Liberal Arts alumna tackles national security challenges
The employee roster of Johns Hopkins Applied Physics Laboratory (APL) is, as expected, full of scientists, engineers, and cybersecurity experts. But there is one RIT College of Liberal Arts alumna among the ranks of experts at the lab working to solve some of the nation’s most complex national security challenges.
Brianna Alverson ’16 (international and global studies and political science) has worked as an analyst at APL since 2020, helping to tackle a variety of national challenges, including the COVID-19 pandemic, emergency preparedness and response, supply chain protection, and adversarial cyber threats.
“I contribute to a wide variety of work at APL, so my roles and responsibilities are always changing. In general, I apply my skill sets as an intelligence analyst to various technical problems,” Alverson said. “That could mean designing analytic frameworks for structuring how we think about problems, helping to guide how to best communicate information, or supporting decision makers by helping them make sense of unstructured qualitative data.”
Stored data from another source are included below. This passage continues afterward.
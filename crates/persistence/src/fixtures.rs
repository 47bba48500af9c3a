//! Ready-made ledgers for tests and demos.

use crate::error::Result;
use crate::ledger::EventLedger;
use serde_json::json;

use std::fs::{self, OpenOptions};
use std::io::Write;
use std::path::{Path, PathBuf};

pub struct TestPaths {
    pub ledger: PathBuf,
}

/// Writes a ledger covering one full backup/restore cycle, an interrupted
/// ransomware run, a header corruption run and a handful of malformed lines.
///
/// Expected views after replay:
/// - 2 files, 4 backup pairs, 3 restores (2 ok), 2 errors
/// - ransomware Running with 2 encrypted of 5
/// - header corruption Done (3 ok, 1 failed, mode `zero`)
/// - byte corruption Idle
pub fn generate_test_scenario(dir: &Path) -> Result<TestPaths> {
    if !dir.exists() {
        fs::create_dir_all(dir)?;
    }
    let path = dir.join("events.jsonl");
    let ledger = EventLedger::open(&path)?;

    ledger.append_json("system_start", json!({}))?;

    for (file, size, sha) in [("docs/a.txt", 1200, "aa11"), ("img/b.bin", 4096, "bb22")] {
        ledger.append_json("hash_original", json!({"file": file, "size": size, "sha256": sha}))?;
    }
    ledger.append_json(
        "backup_result",
        json!({"file": "docs/a.txt", "algo": "lz4", "size_in": 1200, "size_out": 600, "ratio": 0.5, "duration_ms": 2.0}),
    )?;
    ledger.append_json(
        "backup_result",
        json!({"file": "docs/a.txt", "algo": "zstd", "size_in": 1200, "size_out": 300, "ratio": 0.25, "duration_ms": 6.0}),
    )?;
    ledger.append_json(
        "backup_result",
        json!({"file": "img/b.bin", "algo": "lz4", "size_in": 4096, "size_out": 4000, "ratio": 0.9765625, "duration_ms": 1.0}),
    )?;
    ledger.append_json(
        "backup_result",
        json!({"file": "img/b.bin", "algo": "zstd", "size_in": 4096, "size_out": 3900, "ratio": 0.9521484375, "duration_ms": 4.0}),
    )?;
    ledger.append_json("backup_error", json!({"file": "img/b.bin", "algo": "gzip", "error": "disk full"}))?;

    ledger.append_json(
        "restore_validated",
        json!({"file": "LZ4/docs/a.txt", "algo": "LZ4", "ok": true, "sha_in": "aa11", "sha_out": "aa11"}),
    )?;
    ledger.append_json(
        "restore_validated",
        json!({"file": "ZSTD/docs/a.txt", "ok": true, "sha_in": "aa11", "sha_out": "aa11"}),
    )?;
    ledger.append_json(
        "restore_validated",
        json!({"file": "LZ4/img/b.bin", "algo": "LZ4", "ok": false, "sha_in": "bb22", "sha_out": "ffff"}),
    )?;
    ledger.append_json("restore_error", json!({"file": "ZSTD/img/b.bin.zst", "error": "corrupt frame"}))?;

    ledger.append_json("ransom_scan_start", json!({"total": 5}))?;
    ledger.append_json("ransom_encrypt_done", json!({"file": "docs/a.txt"}))?;
    ledger.append_json("ransom_encrypt_done", json!({"file": "img/b.bin"}))?;

    ledger.append_json("hdr_corrupt_start", json!({"total": 4, "mode": "zero"}))?;
    for status in ["ok", "ok", "ok", "error"] {
        ledger.append_json("hdr_file", json!({"status": status}))?;
    }
    ledger.append_json("hdr_done", json!({"success": 3, "fail": 1, "mode": "zero"}))?;

    append_raw(&path, "not json at all")?;
    append_raw(&path, "[\"array\", \"line\"]")?;

    Ok(TestPaths { ledger: path })
}

/// Appends a raw line, bypassing serialization. Used to inject malformed
/// records.
pub fn append_raw(path: &Path, line: &str) -> Result<()> {
    let mut file = OpenOptions::new().create(true).append(true).open(path)?;
    file.write_all(line.as_bytes())?;
    file.write_all(b"\n")?;
    Ok(())
}
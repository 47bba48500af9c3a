// Copyright (c) 2025 Varshith Gudur. Licensed under AGPLv3.
//! Global and per-file summary accumulator.

use super::ordered::OrderedMap;
use crate::event::LedgerEvent;
use serde::{Deserialize, Serialize};
use std::collections::BTreeMap;

#[derive(Clone, Debug, PartialEq)]
pub struct FileRecord {
    pub size: u64,
    pub original_hash: String,
}

#[derive(Clone, Debug, PartialEq)]
pub struct BackupOutcome {
    pub ratio: Option<f64>,
    pub duration_ms: Option<f64>,
}

#[derive(Clone, Debug, PartialEq, Serialize, Deserialize)]
pub struct RestoreOutcome {
    pub algo: String,
    pub ok: bool,
    pub sha_in: Option<String>,
    pub sha_out: Option<String>,
}

/// Folds `hash_original`, `backup_result`, `restore_validated` and the
/// `*_error` suffix into the summary state.
#[derive(Clone, Debug, Default, PartialEq)]
pub struct SummaryView {
    files: OrderedMap<FileRecord>,
    backups: BTreeMap<(String, String), BackupOutcome>,
    restores: OrderedMap<OrderedMap<RestoreOutcome>>,
    errors: u64,
}

impl SummaryView {
    pub fn apply(&mut self, event: &LedgerEvent) {
        match event {
            LedgerEvent::HashOriginal { file, size, sha256 } => {
                self.files.insert(
                    file.clone(),
                    FileRecord {
                        size: *size,
                        original_hash: sha256.clone(),
                    },
                );
            }
            LedgerEvent::BackupResult {
                file,
                algo,
                ratio,
                duration_ms,
            } => {
                self.backups.insert(
                    (file.clone(), algo.clone()),
                    BackupOutcome {
                        ratio: *ratio,
                        duration_ms: *duration_ms,
                    },
                );
            }
            LedgerEvent::RestoreValidated {
                file,
                algo,
                ok,
                sha_in,
                sha_out,
            } => {
                self.restores.get_or_insert_with(file, OrderedMap::new).insert(
                    algo.clone(),
                    RestoreOutcome {
                        algo: algo.clone(),
                        ok: *ok,
                        sha_in: sha_in.clone(),
                        sha_out: sha_out.clone(),
                    },
                );
            }
            LedgerEvent::Dropped { .. } | LedgerEvent::Other { .. } => {}
        }
    }

    pub fn count_error(&mut self) {
        self.errors += 1;
    }

    pub fn file(&self, key: &str) -> Option<&FileRecord> {
        self.files.get(key)
    }

    pub fn backups(&self) -> impl Iterator<Item = (&(String, String), &BackupOutcome)> {
        self.backups.iter()
    }

    pub fn report(&self) -> Summary {
        let total_restore = self.restores.values().map(|r| r.len()).sum();
        let total_restore_ok = self
            .restores
            .values()
            .flat_map(|r| r.values())
            .filter(|o| o.ok)
            .count();

        let files = self
            .files
            .iter()
            .map(|(file, record)| self.file_detail(file, record))
            .collect();

        Summary {
            global: GlobalCounters {
                total_files: self.files.len(),
                total_backup_pairs: self.backups.len(),
                total_restore,
                total_restore_ok,
                errors: self.errors,
            },
            files,
        }
    }

    fn file_detail(&self, file: &str, record: &FileRecord) -> FileDetail {
        let mut algos = Vec::new();
        let mut ratios = BTreeMap::new();
        let mut durations = BTreeMap::new();
        for ((f, algo), outcome) in &self.backups {
            if f == file {
                algos.push(algo.clone());
                ratios.insert(algo.clone(), outcome.ratio);
                durations.insert(algo.clone(), outcome.duration_ms);
            }
        }

        let restore: Vec<RestoreOutcome> = self
            .restores
            .get(file)
            .map(|r| r.values().cloned().collect())
            .unwrap_or_default();
        let restore_ok = restore.iter().filter(|o| o.ok).count();
        let restore_total = restore.len();
        let restore_ok_pct = (restore_total > 0)
            .then(|| restore_ok as f64 / restore_total as f64 * 100.0);

        FileDetail {
            file: file.to_string(),
            size: record.size,
            sha: record.original_hash.clone(),
            algos,
            ratios,
            durations,
            restore,
            restore_ok,
            restore_total,
            restore_ok_pct,
        }
    }
}

#[derive(Clone, Debug, PartialEq, Serialize, Deserialize)]
pub struct Summary {
    pub global: GlobalCounters,
    pub files: Vec<FileDetail>,
}

#[derive(Clone, Debug, PartialEq, Serialize, Deserialize)]
pub struct GlobalCounters {
    pub total_files: usize,
    pub total_backup_pairs: usize,
    pub total_restore: usize,
    pub total_restore_ok: usize,
    pub errors: u64,
}

#[derive(Clone, Debug, PartialEq, Serialize, Deserialize)]
pub struct FileDetail {
    pub file: String,
    pub size: u64,
    pub sha: String,
    /// Codecs backed up, sorted by name.
    pub algos: Vec<String>,
    pub ratios: BTreeMap<String, Option<f64>>,
    pub durations: BTreeMap<String, Option<f64>>,
    pub restore: Vec<RestoreOutcome>,
    pub restore_ok: usize,
    pub restore_total: usize,
    /// Absent when no restore was attempted for this file.
    pub restore_ok_pct: Option<f64>,
}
After earning her degree at RIT, Alverson went on to pursue a degree in applied intelligence at Mercyhurst University. She was accepted as an intern at APL in 2019 and was offered a full-time position after she graduated.
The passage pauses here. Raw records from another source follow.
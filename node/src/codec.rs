// Copyright (c) 2025 Varshith Gudur. Licensed under AGPLv3.
//! Streaming codec implementations.
//!
//! Every codec is a stateless pair of transforms over `Read`/`Write`.
//! Input is pumped through in bounded chunks; the cancellation token is
//! checked between chunks.

use crate::pipeline::PipelineError;
use std::io::{self, Read, Write};
use tokio_util::sync::CancellationToken;
use tracing::debug;
use vaultline_kernel::codec::CodecId;

pub const DEFAULT_CHUNK_SIZE: usize = 4 * 1024 * 1024;

const BROTLI_BUFFER: usize = 4096;
const BROTLI_QUALITY: i32 = 11;
const BROTLI_LGWIN: i32 = 22;
const ZSTD_LEVEL: i32 = 3;

pub trait Codec: Send + Sync {
    fn id(&self) -> CodecId;

    /// Compress everything from `input` into `output`. Returns bytes read.
    fn encode(
        &self,
        input: &mut dyn Read,
        output: &mut dyn Write,
        chunk_size: usize,
        cancel: &CancellationToken,
    ) -> Result<u64, PipelineError>;

    /// Decompress everything from `input` into `output`. Returns bytes written.
    fn decode(
        &self,
        input: &mut dyn Read,
        output: &mut dyn Write,
        chunk_size: usize,
        cancel: &CancellationToken,
    ) -> Result<u64, PipelineError>;
}

/// Chunked copy with a cancellation check before every read.
pub fn pump(
    input: &mut dyn Read,
    output: &mut dyn Write,
    chunk_size: usize,
    cancel: &CancellationToken,
) -> Result<u64, PipelineError> {
    let mut buf = vec![0u8; chunk_size.max(1)];
    let mut total = 0u64;
    loop {
        if cancel.is_cancelled() {
            return Err(PipelineError::Cancelled);
        }
        let n = match input.read(&mut buf) {
            Ok(0) => break,
            Ok(n) => n,
            Err(e) if e.kind() == io::ErrorKind::Interrupted => continue,
            Err(e) => return Err(e.into()),
        };
        output.write_all(&buf[..n])?;
        total += n as u64;
        debug!(chunk = n, total, "pumped chunk");
    }
    Ok(total)
}

/// Read adapter for encoders that drive their own input loop. Reads are
/// capped at `chunk_size` and refused once `cancel` fires.
struct CancellableReader<'a> {
    inner: &'a mut dyn Read,
    chunk_size: usize,
    cancel: &'a CancellationToken,
    total: u64,
    cancelled: bool,
}

impl<'a> CancellableReader<'a> {
    fn new(inner: &'a mut dyn Read, chunk_size: usize, cancel: &'a CancellationToken) -> Self {
        Self {
            inner,
            chunk_size: chunk_size.max(1),
            cancel,
            total: 0,
            cancelled: false,
        }
    }
}

impl Read for CancellableReader<'_> {
    fn read(&mut self, buf: &mut [u8]) -> io::Result<usize> {
        if self.cancel.is_cancelled() {
            self.cancelled = true;
            return Err(io::Error::new(io::ErrorKind::Other, "cancelled"));
        }
        let cap = buf.len().min(self.chunk_size);
        let n = self.inner.read(&mut buf[..cap])?;
        self.total += n as u64;
        Ok(n)
    }
}

pub struct Lz4Codec;

impl Codec for Lz4Codec {
    fn id(&self) -> CodecId {
        CodecId::Lz4
    }

    fn encode(
        &self,
        input: &mut dyn Read,
        output: &mut dyn Write,
        chunk_size: usize,
        cancel: &CancellationToken,
    ) -> Result<u64, PipelineError> {
        let mut enc = lz4_flex::frame::FrameEncoder::new(output);
        let n = pump(input, &mut enc, chunk_size, cancel)?;
        enc.finish().map_err(io::Error::from)?;
        Ok(n)
    }

    fn decode(
        &self,
        input: &mut dyn Read,
        output: &mut dyn Write,
        chunk_size: usize,
        cancel: &CancellationToken,
    ) -> Result<u64, PipelineError> {
        let mut dec = lz4_flex::frame::FrameDecoder::new(input);
        pump(&mut dec, output, chunk_size, cancel)
    }
}

pub struct ZstdCodec;

impl Codec for ZstdCodec {
    fn id(&self) -> CodecId {
        CodecId::Zstd
    }

    fn encode(
        &self,
        input: &mut dyn Read,
        output: &mut dyn Write,
        chunk_size: usize,
        cancel: &CancellationToken,
    ) -> Result<u64, PipelineError> {
        let mut enc = zstd::stream::write::Encoder::new(output, ZSTD_LEVEL)?;
        let n = pump(input, &mut enc, chunk_size, cancel)?;
        enc.finish()?;
        Ok(n)
    }

    fn decode(
        &self,
        input: &mut dyn Read,
        output: &mut dyn Write,
        chunk_size: usize,
        cancel: &CancellationToken,
    ) -> Result<u64, PipelineError> {
        let mut dec = zstd::stream::read::Decoder::new(input)?;
        pump(&mut dec, output, chunk_size, cancel)
    }
}

pub struct GzipCodec;

impl Codec for GzipCodec {
    fn id(&self) -> CodecId {
        CodecId::Gzip
    }

    fn encode(
        &self,
        input: &mut dyn Read,
        output: &mut dyn Write,
        chunk_size: usize,
        cancel: &CancellationToken,
    ) -> Result<u64, PipelineError> {
        let mut enc = flate2::write::GzEncoder::new(output, flate2::Compression::default());
        let n = pump(input, &mut enc, chunk_size, cancel)?;
        enc.finish()?;
        Ok(n)
    }

    fn decode(
        &self,
        input: &mut dyn Read,
        output: &mut dyn Write,
        chunk_size: usize,
        cancel: &CancellationToken,
    ) -> Result<u64, PipelineError> {
        let mut dec = flate2::read::MultiGzDecoder::new(input);
        pump(&mut dec, output, chunk_size, cancel)
    }
}

pub struct BrotliCodec;

impl Codec for BrotliCodec {
    fn id(&self) -> CodecId {
        CodecId::Brotli
    }

    fn encode(
        &self,
        input: &mut dyn Read,
        output: &mut dyn Write,
        chunk_size: usize,
        cancel: &CancellationToken,
    ) -> Result<u64, PipelineError> {
        let params = brotli::enc::BrotliEncoderParams {
            quality: BROTLI_QUALITY,
            lgwin: BROTLI_LGWIN,
            ..Default::default()
        };
        let mut reader = CancellableReader::new(input, chunk_size, cancel);
        // Writes the final meta-block too; its errors come back here.
        let mut sink = &mut *output;
        let res = brotli::BrotliCompress(&mut reader, &mut sink, &params);
        if reader.cancelled {
            return Err(PipelineError::Cancelled);
        }
        res?;
        output.flush()?;
        Ok(reader.total)
    }

    fn decode(
        &self,
        input: &mut dyn Read,
        output: &mut dyn Write,
        chunk_size: usize,
        cancel: &CancellationToken,
    ) -> Result<u64, PipelineError> {
        let mut dec = brotli::Decompressor::new(input, BROTLI_BUFFER);
        pump(&mut dec, output, chunk_size, cancel)
    }
}

pub struct SnappyCodec;

impl Codec for SnappyCodec {
    fn id(&self) -> CodecId {
        CodecId::Snappy
    }

    fn encode(
        &self,
        input: &mut dyn Read,
        output: &mut dyn Write,
        chunk_size: usize,
        cancel: &CancellationToken,
    ) -> Result<u64, PipelineError> {
        let mut enc = snap::write::FrameEncoder::new(output);
        let n = pump(input, &mut enc, chunk_size, cancel)?;
        enc.flush()?;
        Ok(n)
    }

    fn decode(
        &self,
        input: &mut dyn Read,
        output: &mut dyn Write,
        chunk_size: usize,
        cancel: &CancellationToken,
    ) -> Result<u64, PipelineError> {
        let mut dec = snap::read::FrameDecoder::new(input);
        pump(&mut dec, output, chunk_size, cancel)
    }
}

/// Lookup table from codec id to implementation.
pub struct CodecRegistry {
    codecs: Vec<Box<dyn Codec>>,
}

impl CodecRegistry {
    /// Every codec the node ships.
    pub fn builtin() -> Self {
        Self {
            codecs: vec![
                Box::new(Lz4Codec),
                Box::new(ZstdCodec),
                Box::new(GzipCodec),
                Box::new(BrotliCodec),
                Box::new(SnappyCodec),
            ],
        }
    }

    /// Restrict to `ids`, keeping their order.
    pub fn select(ids: &[CodecId]) -> Self {
        let mut all = Self::builtin().codecs;
        let mut codecs = Vec::with_capacity(ids.len());
        for id in ids {
            if let Some(pos) = all.iter().position(|c| c.id() == *id) {
                codecs.push(all.swap_remove(pos));
            }
        }
        Self { codecs }
    }

    pub fn get(&self, id: CodecId) -> Option<&dyn Codec> {
        self.codecs.iter().find(|c| c.id() == id).map(|c| c.as_ref())
    }

    pub fn by_name(&self, name: &str) -> Result<&dyn Codec, PipelineError> {
        let id: CodecId = name
            .parse()
            .map_err(|_| PipelineError::UnsupportedCodec(name.to_string()))?;
        self.get(id)
            .ok_or_else(|| PipelineError::UnsupportedCodec(name.to_string()))
    }

    pub fn ids(&self) -> Vec<CodecId> {
        self.codecs.iter().map(|c| c.id()).collect()
    }
}

impl Default for CodecRegistry {
    fn default() -> Self {
        Self::builtin()
    }
}
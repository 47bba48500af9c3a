// Copyright (c) 2025 Varshith Gudur. Licensed under AGPLv3.
use anyhow::Context;
use std::path::PathBuf;
use std::sync::Arc;
use tokio::net::TcpListener;
use vaultline_node::config::NodeConfig;
use vaultline_node::server::{build_router, AppState};
use vaultline_node::telemetry;
use vaultline_persistence::EventLedger;

#[tokio::main]
async fn main() -> anyhow::Result<()> {
    telemetry::init_telemetry();

    let config_path = std::env::args()
        .nth(1)
        .or_else(|| std::env::var("VAULTLINE_CONFIG").ok())
        .map(PathBuf::from);
    let cfg = NodeConfig::load(config_path.as_deref()).context("loading configuration")?;

    tracing::info!("Initializing Vaultline node with config: {:?}", cfg);

    let ledger = EventLedger::open(&cfg.ledger_path)
        .with_context(|| format!("opening ledger {}", cfg.ledger_path.display()))?;

    let app = build_router(AppState {
        ledger: Arc::new(ledger),
        tail_limit: cfg.events_tail_limit,
    });

    let addr = cfg.bind_addr;
    tracing::info!("Listening on {}", addr);
    let listener = TcpListener::bind(addr)
        .await
        .with_context(|| format!("binding {addr}"))?;
    axum::serve(listener, app).await.context("server stopped")?;
    Ok(())
}
// Copyright (c) 2025 Varshith Gudur. Licensed under AGPLv3.
//! Configuration constants.

/// Default number of records returned by a bounded ledger tail.
pub const DEFAULT_TAIL_LIMIT: usize = 200;

/// Upper bound on records a single query may ask for.
pub const MAX_TAIL_LIMIT: usize = 10_000;

/// Payload keys that may carry a file identifier, in priority order.
///
/// Older producers used `filepath`, `name` or `rel_path` instead of `file`;
/// the first non-empty string wins.
pub const FILE_KEY_ALIASES: [&str; 4] = ["file", "filepath", "name", "rel_path"];

/// Suffix that marks an event as an error for the global counter.
pub const ERROR_SUFFIX: &str = "_error";

/// Reset kinds shared by every attack domain.
pub const SYSTEM_RESET_KINDS: [&str; 2] = ["system_start", "start_normal_mode"];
Alverson shared that effective communication of findings and ideas is vital for APL’s work. She helps teams prioritize accessible and efficient communication and helps to provide a holistic approach to projects by bringing rich qualitative context to the quantitative findings of APL’s data scientists and other technical experts.
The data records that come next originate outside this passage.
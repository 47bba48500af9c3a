use anyhow::{Context, Result};
use std::path::{Path, PathBuf};

use vaultline_kernel::Replayer;
use vaultline_kernel::view::Views;
use vaultline_persistence::read_ledger;

/// One full pass over a ledger file.
pub struct ReplaySession {
    pub ledger_path: PathBuf,
    pub views: Views,
    pub events: u64,
    /// Non-blank lines that did not parse.
    pub skipped: u64,
    pub first_ts: Option<f64>,
    pub last_ts: Option<f64>,
}

impl ReplaySession {
    pub fn open(ledger_path: &Path) -> Result<Self> {
        let mut iter = read_ledger(ledger_path)
            .with_context(|| format!("Failed to open ledger {}", ledger_path.display()))?;

        let mut replayer = Replayer::default();
        let mut events = 0;
        let mut first_ts = None;
        let mut last_ts = None;

        for ev in iter.by_ref() {
            first_ts.get_or_insert(ev.ts);
            last_ts = Some(ev.ts);
            replayer.apply(&ev);
            events += 1;
        }

        Ok(Self {
            ledger_path: ledger_path.to_path_buf(),
            views: replayer.finish(),
            events,
            skipped: iter.skipped(),
            first_ts,
            last_ts,
        })
    }
}

/// Seconds since the epoch as RFC 3339, or `-` when unknown.
pub fn format_ts(ts: Option<f64>) -> String {
    ts.and_then(|t| {
        let secs = t.floor() as i64;
        let nanos = ((t - t.floor()) * 1e9) as u32;
        chrono::DateTime::from_timestamp(secs, nanos)
    })
    .map(|dt| dt.to_rfc3339_opts(chrono::SecondsFormat::Millis, true))
    .unwrap_or_else(|| "-".to_string())
}

pub fn format_opt(v: Option<f64>, digits: usize) -> String {
    v.map(|x| format!("{x:.digits$}")).unwrap_or_else(|| "-".to_string())
}
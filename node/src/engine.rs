// Copyright (c) 2025 Varshith Gudur. Licensed under AGPLv3.
//! Run orchestration.
//!
//! The engine is the only writer of pipeline events. Every (file, codec)
//! backup and every artifact restore ends in exactly one event: a result
//! or an `*_error`. One failure never stops the run; only cancellation does.

use crate::codec::CodecRegistry;
use crate::config::NodeConfig;
use crate::errors::EngineError;
use crate::hasher::hash_file;
use crate::mover::{ArtifactMover, TransferReport};
use crate::pipeline::{
    compression_ratio, verify, BackupArtifact, BackupPipeline, PipelineError, RestorePipeline,
};
use crate::store::{rel_key, walk_files, ArtifactStore};
use rayon::prelude::*;
use serde::Serialize;
use serde_json::{json, Map, Value};
use std::future::Future;
use std::path::Path;
use std::sync::Arc;
use std::thread::JoinHandle;
use tokio_util::sync::CancellationToken;
use tracing::{info, warn};
use vaultline_kernel::codec::CodecId;
use vaultline_kernel::view::Views;
use vaultline_persistence::EventLedger;

#[derive(Debug, Clone, Default, PartialEq, Eq, Serialize)]
pub struct BackupReport {
    pub files: usize,
    pub artifacts: usize,
    pub errors: usize,
    pub cancelled: bool,
}

#[derive(Debug, Clone, Default, PartialEq, Eq, Serialize)]
pub struct RestoreReport {
    pub artifacts: usize,
    pub matched: usize,
    pub mismatched: usize,
    pub errors: usize,
    pub cancelled: bool,
}

pub struct Engine {
    cfg: NodeConfig,
    ledger: Arc<EventLedger>,
    store: ArtifactStore,
    codecs: CodecRegistry,
    cancel: CancellationToken,
}
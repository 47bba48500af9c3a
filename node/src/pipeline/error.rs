// Copyright (c) 2025 Varshith Gudur. Licensed under AGPLv3.
use std::io;
use thiserror::Error;
use vaultline_kernel::error::KernelError;

/// Failure of a single (file, codec) backup or a single artifact restore.
///
/// Never fatal to a run: the engine turns each one into an `*_error` event
/// and moves on.
#[derive(Error, Debug)]
pub enum PipelineError {
    #[error("unsupported codec: {0}")]
    UnsupportedCodec(String),
    #[error("unknown artifact extension: {0}")]
    UnknownExtension(String),
    #[error("cancelled")]
    Cancelled,
    #[error("IO error: {0}")]
    Io(#[from] io::Error),
    #[error("invalid path: {0}")]
    InvalidPath(String),
}

impl From<KernelError> for PipelineError {
    fn from(e: KernelError) -> Self {
        match e {
            KernelError::UnknownCodec(name) => PipelineError::UnsupportedCodec(name),
            KernelError::UnknownExtension(ext) => PipelineError::UnknownExtension(ext),
        }
    }
}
“It doesn’t really matter what we know about something if we can’t communicate it to the people who need to know that information,” said Alverson. “Having a humanities background and being able to contribute a humanities perspective to technical problems is really valuable for our teams.”
Her role at APL has allowed her to pursue her career aspirations of working in government and national security, while also allowing her to apply her skills in novel and interesting ways.
“I think it’s OK to be afraid of things that we encounter in our career or academic progression, but we can’t let it hold us back from pursuing our goals or trying new things,” said Alverson. “It was really intimidating deciding to join APL and be a person with a liberal arts background at a STEM-focused institution, but I’m glad that I didn’t let my fear hold me back because I’ve really seen the value of my background in this space.”